Lang Lang Nein, wenn ich damals in China mir Aufnahmen berühmter Pianisten anschauen wollte, musste ich die Videos überhaupt erst einmal bestellen und dann meist lange auf die Cassetten warten. Oder wenn ich eine CD haben wollte, die es in China nicht zu kaufen gab, musste ich versuchen, mir diese über die Universität auszuleihen, was ebenfalls oft sehr lange dauerte - da haben wir es heute angesichts der Neuen Medien viel einfacher.

Nichtsdestotrotz bleibt für Sie die Herausforderung, im Schnitt jeden dritten Tag ein Konzert spielen zu müssen.

Lang Lang Nicht immer: Vor einiger Zeit habe ich zwei Monate pausiert und Urlaub gemacht.

Trotzdem mochten Sie am Ende dann doch nicht mehr als eine Woche ohne Klavierspiel verbringen.

Lang Lang Ohne Musik fühlt sich mein Leben seltsam leer an - Musik ist für mich wie eine Sprache mit den allerreichsten Ausdrucksmöglichkeiten. Klar ist es wunderschön, wenn man jeden Tag an einem schönen Strand ist, gut speist und sich nett mit Familie oder Freunden unterhält - aber mir fehlt da einfach etwas.

Was möchten Sie im Konzert mit Ihrem Spiel erreichen - oder geht es Ihnen darum, die Menschen zu unterhalten?

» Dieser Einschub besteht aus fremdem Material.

// vkscheme: Xcode scheme patcher for Vulkan loader paths
//
// SPDX-FileCopyrightText: 2026 Romeo Ahmed
// SPDX-License-Identifier: GPL-3.0-or-later

//! Configuration management for vkscheme.
//!
//! # Configuration Hierarchy
//!
//! ```text
//! Priority (low → high)
//! 1. defaults
//! 2. vkscheme.toml (cwd, optional)
//! 3. VKSCHEME_* env vars
//! ```
//!
//! # Environment Variable Mapping
//!
//! ```text
//! VKSCHEME_GLOBAL__DRY=true               → global.dry = true
//! VKSCHEME_GENERATOR__TIMEOUT_SECS=600    → generator.timeout_secs = 600
//! VKSCHEME_SCHEME__REPLACE_EXISTING=true  → scheme.replace_existing = true
//! VKSCHEME_SCHEME__REQUIRED_VARS=A,B      → scheme.required_vars = ["A", "B"]
//! ```

pub mod loader;
pub mod types;


use serde::{Deserialize, Serialize};
use std::collections::BTreeMap;

use crate::error::ConfigError;
use crate::scheme::SchemeLocation;

use loader::ConfigLoader;
use types::{GeneratorConfig, GlobalConfig, ProjectConfig, SchemeConfig};

/// Name of the optional configuration file looked up in the working directory.
pub const CONFIG_FILE_NAME: &str = "vkscheme.toml";

/// Prefix for environment variable overrides.
pub const ENV_PREFIX: &str = "VKSCHEME";

/// Complete application configuration.
#[derive(Debug, Clone, Default, Serialize, Deserialize)]
#[serde(default, deny_unknown_fields)]
pub struct Config {
    /// Global options.
    pub global: GlobalConfig,
    /// Generator invocation.
    pub generator: GeneratorConfig,
    /// Generated project names.
    pub project: ProjectConfig,
    /// Scheme patching.
    pub scheme: SchemeConfig,
}

impl Config {
    /// Create a new configuration builder.
    ///
    /// # Example
    ///
    /// ```no_run
    /// use vkscheme::config::Config;
    ///
    /// let config = Config::builder()
    ///     .add_toml_file_optional("vkscheme.toml")
    ///     .with_env_prefix("VKSCHEME")
    ///     .build()?;
    /// # Ok::<(), anyhow::Error>(())
    /// ```
    #[must_use]
    pub fn builder() -> ConfigLoader {
        ConfigLoader::new()
    }

    /// Load configuration from a TOML string.
    ///
    /// # Errors
    ///
    /// Returns an error if the content is not valid TOML, does not match the
    /// `Config` structure, or fails validation.
    pub fn parse(content: &str) -> crate::error::Result<Self> {
        Self::builder().add_toml_str(content).build()
    }

    /// The scheme location described by `[project]`.
    #[must_use]
    pub fn scheme_location(&self) -> SchemeLocation {
        SchemeLocation::new(&self.project.root, &self.project.scheme)
    }

    /// Check values that deserialize fine but cannot drive a run.
    ///
    /// # Errors
    ///
    /// Returns a `ConfigError::InvalidValue` naming the first offending key.
    pub fn validate(&self) -> Result<(), ConfigError> {
        let invalid = |section: &str, key: &str, message: &str| ConfigError::InvalidValue {
            section: section.to_string(),
            key: key.to_string(),
            message: message.to_string(),
        };

        if self.generator.program.as_os_str().is_empty() {
            return Err(invalid("generator", "program", "must not be empty"));
        }
        if self.generator.backend.is_empty() {
            return Err(invalid("generator", "backend", "must not be empty"));
        }
        if self.generator.timeout_secs == Some(0) {
            return Err(invalid("generator", "timeout_secs", "must be positive"));
        }
        if self.project.root.is_empty() {
            return Err(invalid("project", "root", "must not be empty"));
        }
        if self.project.scheme.is_empty() {
            return Err(invalid("project", "scheme", "must not be empty"));
        }
        if self.scheme.required_vars.is_empty() {
            return Err(invalid("scheme", "required_vars", "must not be empty"));
        }
        if self.scheme.required_vars.iter().any(String::is_empty) {
            return Err(invalid(
                "scheme",
                "required_vars",
                "variable names must not be empty",
            ));
        }
        Ok(())
    }

    /// Format configuration options for display, one `key = value` per line.
    #[must_use]
    pub fn format_options(&self) -> Vec<String> {
        let mut options = BTreeMap::new();

        options.insert("global.dry", self.global.dry.to_string());
        options.insert(
            "global.output_log_level",
            self.global.output_log_level.as_u8().to_string(),
        );
        options.insert(
            "global.file_log_level",
            self.global.file_log_level.as_u8().to_string(),
        );
        options.insert(
            "global.log_file",
            self.global
                .log_file
                .as_ref()
                .map_or_else(String::new, |p| p.display().to_string()),
        );
        options.insert(
            "generator.program",
            self.generator.program.display().to_string(),
        );
        options.insert("generator.backend", self.generator.backend.clone());
        options.insert(
            "generator.timeout_secs",
            self.generator
                .timeout_secs
                .map_or_else(String::new, |t| t.to_string()),
        );
        options.insert("project.root", self.project.root.clone());
        options.insert("project.scheme", self.project.scheme.clone());
        options.insert("scheme.required_vars", self.scheme.required_vars.join(","));
        options.insert("scheme.enabled_marker", self.scheme.enabled_marker.clone());
        options.insert(
            "scheme.replace_existing",
            self.scheme.replace_existing.to_string(),
        );

        let max_key_len = options.keys().map(|k| k.len()).max().unwrap_or(0);

        options
            .into_iter()
            .map(|(key, value)| format!("{key:<max_key_len$} = {value}"))
            .collect()
    }
}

Lang Lang Als Musiker denkt man während der Aufführung nicht über sein Publikum nach - ebenso wenig wie man ein hübsches Mädchen wahrnimmt, das in dem Moment vielleicht in der ersten Reihe sitzt. Und auch über all das, was man geübt und von anderen Musikern gelernt hat, sinnt man nicht nach: All dies Wissen und die damit verbundenen Emotionen sind im Augenblick des Konzerts vergessen, es geht nur darum, sich ganz und gar dem Moment hinzugeben. Denn wer anfängt nachzudenken, verliert die Musik.